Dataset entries
* * * * *

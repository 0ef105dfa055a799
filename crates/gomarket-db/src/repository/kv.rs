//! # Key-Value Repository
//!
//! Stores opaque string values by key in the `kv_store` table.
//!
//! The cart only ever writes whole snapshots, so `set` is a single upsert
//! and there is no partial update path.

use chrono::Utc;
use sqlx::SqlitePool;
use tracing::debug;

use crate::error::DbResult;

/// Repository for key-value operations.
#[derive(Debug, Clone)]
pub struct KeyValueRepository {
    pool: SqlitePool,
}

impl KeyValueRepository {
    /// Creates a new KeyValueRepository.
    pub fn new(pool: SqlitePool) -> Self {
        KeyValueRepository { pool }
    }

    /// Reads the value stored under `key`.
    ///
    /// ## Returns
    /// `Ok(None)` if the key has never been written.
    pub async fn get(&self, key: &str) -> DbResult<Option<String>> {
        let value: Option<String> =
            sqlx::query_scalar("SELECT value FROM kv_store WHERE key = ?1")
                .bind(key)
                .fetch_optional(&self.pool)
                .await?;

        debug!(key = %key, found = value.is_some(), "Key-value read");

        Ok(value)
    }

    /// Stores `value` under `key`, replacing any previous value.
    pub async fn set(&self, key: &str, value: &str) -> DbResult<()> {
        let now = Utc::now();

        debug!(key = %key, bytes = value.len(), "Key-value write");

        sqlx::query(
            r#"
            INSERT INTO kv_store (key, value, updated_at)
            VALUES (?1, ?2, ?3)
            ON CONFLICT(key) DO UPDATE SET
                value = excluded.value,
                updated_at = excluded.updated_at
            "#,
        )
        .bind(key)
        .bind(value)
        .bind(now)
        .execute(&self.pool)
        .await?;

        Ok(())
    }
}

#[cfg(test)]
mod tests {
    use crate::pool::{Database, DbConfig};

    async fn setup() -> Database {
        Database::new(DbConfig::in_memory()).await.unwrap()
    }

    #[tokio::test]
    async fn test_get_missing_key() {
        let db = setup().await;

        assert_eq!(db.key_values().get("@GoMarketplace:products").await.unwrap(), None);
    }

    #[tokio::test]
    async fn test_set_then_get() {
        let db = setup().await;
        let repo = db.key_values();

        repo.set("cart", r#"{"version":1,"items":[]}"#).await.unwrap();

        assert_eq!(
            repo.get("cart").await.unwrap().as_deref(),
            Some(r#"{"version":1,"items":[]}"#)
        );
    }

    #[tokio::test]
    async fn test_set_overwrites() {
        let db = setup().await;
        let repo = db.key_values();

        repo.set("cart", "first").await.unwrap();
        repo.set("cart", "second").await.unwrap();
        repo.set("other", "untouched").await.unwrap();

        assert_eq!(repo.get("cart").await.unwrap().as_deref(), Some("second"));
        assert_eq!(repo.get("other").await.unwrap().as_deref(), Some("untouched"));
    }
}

* * * * *

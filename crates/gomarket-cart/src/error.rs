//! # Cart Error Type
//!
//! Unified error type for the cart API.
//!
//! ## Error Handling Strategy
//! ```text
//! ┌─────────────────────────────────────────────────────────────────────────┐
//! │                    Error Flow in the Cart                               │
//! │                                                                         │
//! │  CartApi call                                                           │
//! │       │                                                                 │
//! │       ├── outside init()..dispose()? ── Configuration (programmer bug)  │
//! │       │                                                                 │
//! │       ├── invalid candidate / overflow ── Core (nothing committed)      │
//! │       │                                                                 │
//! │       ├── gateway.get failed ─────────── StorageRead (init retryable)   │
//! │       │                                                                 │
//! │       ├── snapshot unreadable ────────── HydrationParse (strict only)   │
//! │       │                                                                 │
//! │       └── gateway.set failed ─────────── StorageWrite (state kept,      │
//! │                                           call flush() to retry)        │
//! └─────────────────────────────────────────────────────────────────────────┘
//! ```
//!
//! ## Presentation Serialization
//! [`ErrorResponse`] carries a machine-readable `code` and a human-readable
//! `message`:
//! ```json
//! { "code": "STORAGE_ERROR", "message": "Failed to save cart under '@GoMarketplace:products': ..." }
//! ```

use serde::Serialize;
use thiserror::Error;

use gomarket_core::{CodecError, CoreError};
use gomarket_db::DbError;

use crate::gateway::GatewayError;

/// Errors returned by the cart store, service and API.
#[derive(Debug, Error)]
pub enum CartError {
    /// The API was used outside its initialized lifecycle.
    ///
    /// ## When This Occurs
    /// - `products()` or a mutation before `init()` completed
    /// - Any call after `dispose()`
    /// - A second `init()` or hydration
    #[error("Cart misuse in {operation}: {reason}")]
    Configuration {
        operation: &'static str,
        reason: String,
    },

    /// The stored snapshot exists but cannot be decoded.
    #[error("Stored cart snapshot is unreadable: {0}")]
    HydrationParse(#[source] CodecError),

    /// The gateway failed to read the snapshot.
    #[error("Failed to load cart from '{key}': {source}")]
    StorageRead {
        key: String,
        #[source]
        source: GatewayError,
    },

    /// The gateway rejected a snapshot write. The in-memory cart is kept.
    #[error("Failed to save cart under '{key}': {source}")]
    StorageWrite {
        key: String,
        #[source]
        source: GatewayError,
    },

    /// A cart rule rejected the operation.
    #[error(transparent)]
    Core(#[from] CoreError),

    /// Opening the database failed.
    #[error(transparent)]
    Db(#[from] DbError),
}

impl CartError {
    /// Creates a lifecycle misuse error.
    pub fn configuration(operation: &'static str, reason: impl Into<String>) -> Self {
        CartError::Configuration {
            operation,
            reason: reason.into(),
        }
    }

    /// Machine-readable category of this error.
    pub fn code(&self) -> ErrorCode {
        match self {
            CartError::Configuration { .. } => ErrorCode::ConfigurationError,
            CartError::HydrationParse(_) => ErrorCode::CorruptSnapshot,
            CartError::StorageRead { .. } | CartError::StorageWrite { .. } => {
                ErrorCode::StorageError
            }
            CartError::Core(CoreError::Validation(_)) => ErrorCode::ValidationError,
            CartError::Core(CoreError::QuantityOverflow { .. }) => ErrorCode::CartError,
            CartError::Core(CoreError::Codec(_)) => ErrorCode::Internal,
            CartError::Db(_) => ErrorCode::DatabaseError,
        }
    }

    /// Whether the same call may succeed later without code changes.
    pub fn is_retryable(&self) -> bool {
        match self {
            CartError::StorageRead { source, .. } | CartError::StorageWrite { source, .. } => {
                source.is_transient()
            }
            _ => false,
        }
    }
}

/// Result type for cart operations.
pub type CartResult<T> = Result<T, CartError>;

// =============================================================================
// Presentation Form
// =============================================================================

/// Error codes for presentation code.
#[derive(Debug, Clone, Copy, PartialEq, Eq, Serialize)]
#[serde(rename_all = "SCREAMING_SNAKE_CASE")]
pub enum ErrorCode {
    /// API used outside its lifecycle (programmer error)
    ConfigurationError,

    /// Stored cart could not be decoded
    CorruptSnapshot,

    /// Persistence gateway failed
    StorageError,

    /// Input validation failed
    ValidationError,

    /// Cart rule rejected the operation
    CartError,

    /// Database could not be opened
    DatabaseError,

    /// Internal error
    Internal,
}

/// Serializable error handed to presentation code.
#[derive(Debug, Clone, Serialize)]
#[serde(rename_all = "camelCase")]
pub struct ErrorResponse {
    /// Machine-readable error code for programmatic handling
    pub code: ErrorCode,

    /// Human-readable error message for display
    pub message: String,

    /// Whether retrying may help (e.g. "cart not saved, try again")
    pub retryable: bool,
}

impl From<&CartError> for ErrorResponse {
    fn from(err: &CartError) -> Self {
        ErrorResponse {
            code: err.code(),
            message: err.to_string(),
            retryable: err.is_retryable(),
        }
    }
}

* * * * *

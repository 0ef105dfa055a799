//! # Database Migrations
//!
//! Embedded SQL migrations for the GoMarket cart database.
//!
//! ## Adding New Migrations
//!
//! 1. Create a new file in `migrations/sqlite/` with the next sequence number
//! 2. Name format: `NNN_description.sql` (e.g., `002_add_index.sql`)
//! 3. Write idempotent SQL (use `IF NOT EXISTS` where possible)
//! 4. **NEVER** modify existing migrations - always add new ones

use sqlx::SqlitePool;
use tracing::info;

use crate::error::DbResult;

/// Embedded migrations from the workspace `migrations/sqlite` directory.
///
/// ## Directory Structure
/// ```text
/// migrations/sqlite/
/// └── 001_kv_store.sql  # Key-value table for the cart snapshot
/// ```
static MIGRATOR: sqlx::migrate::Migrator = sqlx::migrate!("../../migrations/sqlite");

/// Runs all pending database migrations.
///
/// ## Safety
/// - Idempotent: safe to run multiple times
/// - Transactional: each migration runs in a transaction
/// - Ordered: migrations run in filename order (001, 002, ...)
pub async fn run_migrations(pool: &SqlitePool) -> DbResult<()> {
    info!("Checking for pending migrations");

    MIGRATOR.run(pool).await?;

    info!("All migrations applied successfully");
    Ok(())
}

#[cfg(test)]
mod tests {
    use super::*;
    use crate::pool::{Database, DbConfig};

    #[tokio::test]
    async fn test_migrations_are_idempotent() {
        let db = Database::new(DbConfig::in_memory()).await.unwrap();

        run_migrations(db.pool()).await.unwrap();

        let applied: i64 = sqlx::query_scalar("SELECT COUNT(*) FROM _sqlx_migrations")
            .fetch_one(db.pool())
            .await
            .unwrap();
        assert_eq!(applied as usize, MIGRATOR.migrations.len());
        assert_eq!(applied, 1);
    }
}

* * * * *

* [Directions for this task]:
Go through the entries and copy every line that has "StorageError".

* [Solution to this task]:
                ErrorCode::StorageError
    StorageError,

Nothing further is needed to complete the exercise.